By publicly requesting a trade, Anthony Davis sidetracked the Pelicans’ season, hurt their leverage and got himself fined.
His agent, Rich Paul, said it didn’t have to come to that.
S.L. Price of Sports Illustrated:Paul admits the situation got out of hand. (“Would I have wanted things to be handled a bit better? Absolutely.”) But he goes on to dump all blame on then Pels GM, Dell Demps. Because Paul insists his plan wasn’t to go public. He says that he first informed Demps on Jan. 25 of Davis’s intentions, and Demps responded that he’d confer with Benson and get back to him. (Demps did not respond to multiple requests for comment.) Instead, Paul says, Demps called Davis himself—and never got back to Paul. Meanwhile, ESPN’s Adrian Wojnarowski had contacted him, Paul says, to confirm Davis’s demands.

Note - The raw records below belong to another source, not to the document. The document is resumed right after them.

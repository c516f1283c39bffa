use std::{fs::File, path::Path, sync::OnceLock};

use tracing_appender::non_blocking::WorkerGuard;
use tracing_subscriber::{fmt, layer::SubscriberExt, util::SubscriberInitExt, EnvFilter, Layer};

static LOG_GUARD: OnceLock<WorkerGuard> = OnceLock::new();

/// Install the file logger. Later calls are no-ops.
pub fn setup_logger(
    log_dir: &Path,
    level: &str,
    _endpoint: &str,
) -> Result<(), Box<dyn std::error::Error + Send + Sync>> {
    if LOG_GUARD.get().is_some() {
        return Ok(());
    }

    let file = File::create(log_dir.join("kubedash.log"))?;
    let (non_blocking_writer, guard) = tracing_appender::non_blocking(file);

    let file_layer = fmt::layer()
        .with_line_number(true)
        .with_ansi(false)
        .with_writer(non_blocking_writer)
        .with_filter(EnvFilter::try_new(level)?);

    if LOG_GUARD.set(guard).is_err() {
        return Ok(());
    }
    tracing_subscriber::registry().with(file_layer).try_init().ok();

    Ok(())
}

“It was necessary to go public,” Paul says. “When I told you, ‘Here’s our intentions,’ and you say, ‘Hey, let me talk to ownership,’ and instead of you talking to ownership you call Anthony Davis? That’s called being ignored.” And trying to get between a player and his agent? “That’s a no-no,” Paul says. “Every GM knows that.”

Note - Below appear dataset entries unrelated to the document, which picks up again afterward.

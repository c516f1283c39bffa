/// How a field is read: sort keys compare as strings, so numbers get padded.
#[derive(Debug, Clone, Copy, PartialEq, Eq)]
pub enum AccessorMode {
    Sort,
    Filter,
}

pub fn pad_key(n: usize) -> String {
    format!("{:020}", n)
}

Paul joins former Lakers president Magic Johnson in blaming Demps for the debacle. Since fired by Pelicans owner Gayle Benson, Demps is an easy scapegoat.
Also maybe the correct one.
Beyond Paul’s earlier private trade request, there were years of mismanagement and signals from Davis that led to public trade request. Demps should have taken Paul’s initial message more seriously and handled it more directly.